▶ **Prompt**
Among the entries that follow, find every line with the word "database" and copy it.

• • • •

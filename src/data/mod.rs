//! Data layer module
//!
//! Local caching of synchronized entities:
//! - Entity records and their storage schemas
//! - In-memory and SQLite-backed stores
//! - The designated mutation context every store writes through

mod context;
mod database;
mod models;
mod store;

pub use context::MutationContext;
pub use database::{CacheDatabase, SqliteStore};
pub use models::*;
pub use store::{LocalStore, MemoryStore, RecordIndex, UpsertEffect, WriteGuard};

• • • •

▶ **Written solution**
mod database;
pub use database::{CacheDatabase, SqliteStore};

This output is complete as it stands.